Exercise directions >>
In these records, how many lines contain "before"? Please reply with the number only.

Data records >>
//! Turn processing shared by every transport.
//!
//! `respond_text` is the text-in/text-out contract: a telephony bridge or chat adapter
//! calls it directly, the microphone orchestrator calls it through `handle_utterance`.

use crate::config::{AuroraConfig, PipelineSettings};
use crate::error::VoiceResult;
use crate::history::{CriticalAlert, SessionStore, SessionSummary};
use crate::llm::LanguageModel;
use crate::playback::{PlaybackHandle, ResponseId};
use crate::responder::{build_preamble, GeneratedResponse, ResponseGenerator};
use crate::segmenter::Utterance;
use crate::streaming::{CancelFlag, StreamingSynthesizer, SynthesisReport};
use crate::stt::{transcribe_utterance, SttBackend};
use crate::tts::TtsBackend;
use chrono::Utc;
use std::sync::Arc;
use tracing::{debug, info, warn};

/// Speech queued on the playback thread for one response.
#[derive(Debug, Clone, PartialEq)]
pub struct Spoken {
    pub response_id: ResponseId,
    pub report: SynthesisReport,
}

#[derive(Debug, Clone)]
pub enum TurnOutcome {
    Answered {
        session_id: String,
        input: String,
        response: GeneratedResponse,
        /// None when the pipeline has no playback (text transports)
        spoken: Option<Spoken>,
    },
    /// The exchange cap was reached; the closing message was spoken and the session evicted.
    SessionClosed {
        summary: SessionSummary,
        spoken: Option<Spoken>,
    },
}

impl TurnOutcome {
    pub fn spoken(&self) -> Option<&Spoken> {
        match self {
            TurnOutcome::Answered { spoken, .. } | TurnOutcome::SessionClosed { spoken, .. } => {
                spoken.as_ref()
            }
        }
    }
}

pub struct VoicePipeline {
    sessions: Arc<SessionStore>,
    stt: Arc<dyn SttBackend>,
    generator: ResponseGenerator,
    synthesizer: StreamingSynthesizer,
    playback: Option<PlaybackHandle>,
    settings: PipelineSettings,
}

impl VoicePipeline {
    pub fn new(
        config: &AuroraConfig,
        stt: Arc<dyn SttBackend>,
        model: Arc<dyn LanguageModel>,
        tts: Arc<dyn TtsBackend>,
        playback: Option<PlaybackHandle>,
    ) -> VoiceResult<Self> {
        let preamble = build_preamble(&config.llm)?;
        Ok(Self {
            sessions: Arc::new(SessionStore::new(preamble, config.llm.history_cap)),
            stt,
            generator: ResponseGenerator::new(model, &config.llm),
            synthesizer: StreamingSynthesizer::new(tts, &config.tts),
            playback,
            settings: config.pipeline.clone(),
        })
    }

    pub fn sessions(&self) -> &Arc<SessionStore> {
        &self.sessions
    }

    pub fn playback(&self) -> Option<&PlaybackHandle> {
        self.playback.as_ref()
    }

    /// Synthesize and queue `text` for playback. No-op without playback.
    pub async fn speak(&self, text: &str, cancel: &CancelFlag) -> VoiceResult<Option<Spoken>> {
        let Some(playback) = &self.playback else {
            return Ok(None);
        };
        let response_id = playback.begin_response();
        let report = self
            .synthesizer
            .synthesize_streaming(text, response_id, playback, cancel)
            .await?;
        Ok(Some(Spoken {
            response_id,
            report,
        }))
    }

    /// Speak the configured greeting, if any.
    pub async fn greet(&self, cancel: &CancelFlag) -> VoiceResult<Option<Spoken>> {
        match self.settings.greeting.as_deref() {
            Some(greeting) if !greeting.trim().is_empty() => self.speak(greeting, cancel).await,
            _ => Ok(None),
        }
    }

    /// Answer one worker turn. Returns `None` when the input is too short to act on or
    /// the turn was cancelled before anything was recorded.
    pub async fn respond_text(
        &self,
        session_id: &str,
        text: &str,
        cancel: &CancelFlag,
    ) -> VoiceResult<Option<TurnOutcome>> {
        let input = text.trim();
        let chars = input.chars().count();
        if chars < self.settings.min_transcript_chars {
            debug!(session = session_id, chars, "⏭️ Transcript too short, dropping turn");
            return Ok(None);
        }

        let handle = self.sessions.open(session_id);
        let mut session = handle.lock().await;

        if session.exchanges >= self.settings.max_exchanges {
            info!(session = session_id, exchanges = session.exchanges, "Exchange cap reached");
            drop(session);
            let spoken = self.speak(&self.settings.closing_message, cancel).await?;
            return Ok(self
                .sessions
                .end(session_id)
                .await
                .map(|summary| TurnOutcome::SessionClosed { summary, spoken }));
        }

        info!(session = session_id, input, "👷 Worker");
        let response = self.generator.generate(&session.history, input).await;
        if cancel.is_cancelled() {
            debug!(session = session_id, "turn cancelled before it was answered");
            return Ok(None);
        }

        session.record_exchange(input, &response.text);
        if response.urgency.is_alert() {
            session.record_alert(CriticalAlert {
                timestamp: Utc::now(),
                urgency: response.urgency,
                input: input.to_string(),
                response: response.text.clone(),
                sources: response.sources.clone(),
            });
        }
        drop(session);

        info!(
            session = session_id,
            urgency = %response.urgency,
            sources = ?response.sources,
            "🤖 Aurora: {}",
            response.text
        );

        let spoken = self.speak(&response.text, cancel).await?;
        Ok(Some(TurnOutcome::Answered {
            session_id: session_id.to_string(),
            input: input.to_string(),
            response,
            spoken,
        }))
    }

    /// Transcribe a finalized utterance and answer it. Transcription failures drop the turn.
    pub async fn handle_utterance(
        &self,
        session_id: &str,
        utterance: Utterance,
        cancel: &CancelFlag,
    ) -> VoiceResult<Option<TurnOutcome>> {
        let text = match transcribe_utterance(Arc::clone(&self.stt), utterance).await {
            Ok(t) => t,
            Err(e) => {
                warn!(session = session_id, error = %e, "transcription failed, dropping turn");
                return Ok(None);
            }
        };
        if cancel.is_cancelled() {
            return Ok(None);
        }
        self.respond_text(session_id, &text, cancel).await
    }

    pub async fn end_session(&self, session_id: &str) -> Option<SessionSummary> {
        self.sessions.end(session_id).await
    }
}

Solved problem >>
2